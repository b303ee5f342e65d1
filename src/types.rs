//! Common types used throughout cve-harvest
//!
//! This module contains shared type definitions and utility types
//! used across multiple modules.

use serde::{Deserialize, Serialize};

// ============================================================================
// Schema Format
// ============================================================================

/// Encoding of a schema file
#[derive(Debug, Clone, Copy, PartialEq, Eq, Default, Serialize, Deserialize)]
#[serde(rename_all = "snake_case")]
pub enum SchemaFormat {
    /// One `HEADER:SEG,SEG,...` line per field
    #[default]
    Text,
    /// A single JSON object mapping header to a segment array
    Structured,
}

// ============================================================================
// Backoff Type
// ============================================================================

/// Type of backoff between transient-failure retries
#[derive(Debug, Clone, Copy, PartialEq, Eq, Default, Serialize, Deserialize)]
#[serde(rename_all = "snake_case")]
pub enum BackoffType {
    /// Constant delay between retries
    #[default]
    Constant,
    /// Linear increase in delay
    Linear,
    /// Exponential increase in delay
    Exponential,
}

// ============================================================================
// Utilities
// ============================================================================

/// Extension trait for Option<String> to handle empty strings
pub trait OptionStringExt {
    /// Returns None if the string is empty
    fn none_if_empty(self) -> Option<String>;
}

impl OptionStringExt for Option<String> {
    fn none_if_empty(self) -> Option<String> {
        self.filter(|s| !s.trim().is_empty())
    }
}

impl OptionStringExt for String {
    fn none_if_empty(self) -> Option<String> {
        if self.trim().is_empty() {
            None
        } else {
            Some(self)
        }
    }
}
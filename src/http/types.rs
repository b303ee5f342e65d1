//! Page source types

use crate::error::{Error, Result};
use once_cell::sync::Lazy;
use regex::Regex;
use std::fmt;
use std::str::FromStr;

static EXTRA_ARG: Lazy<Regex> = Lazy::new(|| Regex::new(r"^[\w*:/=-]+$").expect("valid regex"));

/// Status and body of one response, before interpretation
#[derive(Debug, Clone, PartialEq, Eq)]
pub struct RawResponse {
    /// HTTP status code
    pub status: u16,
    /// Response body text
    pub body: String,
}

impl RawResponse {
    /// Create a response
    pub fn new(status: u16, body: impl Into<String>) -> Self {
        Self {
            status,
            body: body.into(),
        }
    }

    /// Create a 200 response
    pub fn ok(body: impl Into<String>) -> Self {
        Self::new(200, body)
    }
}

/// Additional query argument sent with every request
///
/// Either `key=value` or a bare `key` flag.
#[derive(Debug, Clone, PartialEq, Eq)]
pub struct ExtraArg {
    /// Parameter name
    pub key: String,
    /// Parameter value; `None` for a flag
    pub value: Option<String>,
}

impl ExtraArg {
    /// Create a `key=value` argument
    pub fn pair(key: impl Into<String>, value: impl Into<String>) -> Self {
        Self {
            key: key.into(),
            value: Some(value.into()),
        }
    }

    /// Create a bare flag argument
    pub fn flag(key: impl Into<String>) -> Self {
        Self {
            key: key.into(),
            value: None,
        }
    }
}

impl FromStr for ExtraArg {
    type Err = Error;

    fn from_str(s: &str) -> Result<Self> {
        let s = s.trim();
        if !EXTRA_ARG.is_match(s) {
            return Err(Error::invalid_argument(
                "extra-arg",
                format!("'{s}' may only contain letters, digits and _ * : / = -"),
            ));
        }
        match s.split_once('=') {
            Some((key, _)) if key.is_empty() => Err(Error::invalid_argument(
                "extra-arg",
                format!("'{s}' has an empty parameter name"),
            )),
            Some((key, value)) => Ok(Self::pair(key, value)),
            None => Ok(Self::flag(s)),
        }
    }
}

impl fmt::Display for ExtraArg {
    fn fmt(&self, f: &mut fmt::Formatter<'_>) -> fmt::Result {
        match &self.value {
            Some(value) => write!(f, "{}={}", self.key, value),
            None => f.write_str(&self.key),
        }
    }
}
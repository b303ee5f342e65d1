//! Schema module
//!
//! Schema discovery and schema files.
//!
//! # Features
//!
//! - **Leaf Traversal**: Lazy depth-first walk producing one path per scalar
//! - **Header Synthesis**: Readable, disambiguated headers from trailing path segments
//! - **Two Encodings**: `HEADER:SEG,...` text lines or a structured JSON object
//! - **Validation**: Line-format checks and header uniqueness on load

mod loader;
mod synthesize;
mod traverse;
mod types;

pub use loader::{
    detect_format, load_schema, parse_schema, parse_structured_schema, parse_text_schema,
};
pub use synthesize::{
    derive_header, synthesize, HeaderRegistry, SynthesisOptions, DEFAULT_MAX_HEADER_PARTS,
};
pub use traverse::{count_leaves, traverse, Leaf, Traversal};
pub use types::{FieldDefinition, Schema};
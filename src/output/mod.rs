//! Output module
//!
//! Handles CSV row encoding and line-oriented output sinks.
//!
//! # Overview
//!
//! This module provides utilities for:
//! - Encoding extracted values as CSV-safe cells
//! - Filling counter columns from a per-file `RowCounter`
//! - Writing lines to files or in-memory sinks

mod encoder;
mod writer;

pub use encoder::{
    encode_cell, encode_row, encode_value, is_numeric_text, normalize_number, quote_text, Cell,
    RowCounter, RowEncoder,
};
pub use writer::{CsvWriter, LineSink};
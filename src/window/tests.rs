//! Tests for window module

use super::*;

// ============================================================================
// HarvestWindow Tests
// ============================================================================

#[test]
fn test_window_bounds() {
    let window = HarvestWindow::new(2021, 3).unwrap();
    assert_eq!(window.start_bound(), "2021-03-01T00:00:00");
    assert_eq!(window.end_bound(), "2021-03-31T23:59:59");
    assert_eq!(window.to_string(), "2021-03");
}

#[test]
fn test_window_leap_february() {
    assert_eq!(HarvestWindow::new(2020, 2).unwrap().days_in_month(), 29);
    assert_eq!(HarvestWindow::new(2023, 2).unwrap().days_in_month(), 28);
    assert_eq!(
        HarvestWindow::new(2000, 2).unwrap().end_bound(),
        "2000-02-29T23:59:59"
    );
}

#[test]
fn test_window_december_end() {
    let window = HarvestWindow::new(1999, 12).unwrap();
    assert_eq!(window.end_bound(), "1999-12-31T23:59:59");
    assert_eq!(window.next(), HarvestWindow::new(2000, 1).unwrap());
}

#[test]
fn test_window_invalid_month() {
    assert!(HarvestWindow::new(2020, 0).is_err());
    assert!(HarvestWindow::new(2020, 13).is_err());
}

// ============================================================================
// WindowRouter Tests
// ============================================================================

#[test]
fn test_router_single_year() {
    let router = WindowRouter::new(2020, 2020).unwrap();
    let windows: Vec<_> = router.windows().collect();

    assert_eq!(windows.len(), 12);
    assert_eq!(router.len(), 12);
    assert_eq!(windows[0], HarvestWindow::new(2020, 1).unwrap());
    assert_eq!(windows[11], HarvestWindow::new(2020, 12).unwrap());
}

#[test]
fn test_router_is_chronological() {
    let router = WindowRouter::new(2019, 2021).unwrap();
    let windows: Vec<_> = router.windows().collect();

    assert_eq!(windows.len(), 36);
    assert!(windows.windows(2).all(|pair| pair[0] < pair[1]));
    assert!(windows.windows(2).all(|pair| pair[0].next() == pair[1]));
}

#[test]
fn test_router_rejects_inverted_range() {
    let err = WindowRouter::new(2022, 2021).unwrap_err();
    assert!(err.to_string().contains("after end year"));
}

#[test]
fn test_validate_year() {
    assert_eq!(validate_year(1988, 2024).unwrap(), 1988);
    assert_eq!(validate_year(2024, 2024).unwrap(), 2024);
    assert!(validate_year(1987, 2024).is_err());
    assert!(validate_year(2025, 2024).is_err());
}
* * *
#### [TASK INSTRUCTIONS]
Across the entries above, find each line with the word "windows" and please copy it out.

#### [EXERCISE ANSWER]
    let windows: Vec<_> = router.windows().collect();
    assert_eq!(windows.len(), 12);
    assert_eq!(windows[0], HarvestWindow::new(2020, 1).unwrap());
    assert_eq!(windows[11], HarvestWindow::new(2020, 12).unwrap());
    let windows: Vec<_> = router.windows().collect();
    assert_eq!(windows.len(), 36);
    assert!(windows.windows(2).all(|pair| pair[0] < pair[1]));
    assert!(windows.windows(2).all(|pair| pair[0].next() == pair[1]));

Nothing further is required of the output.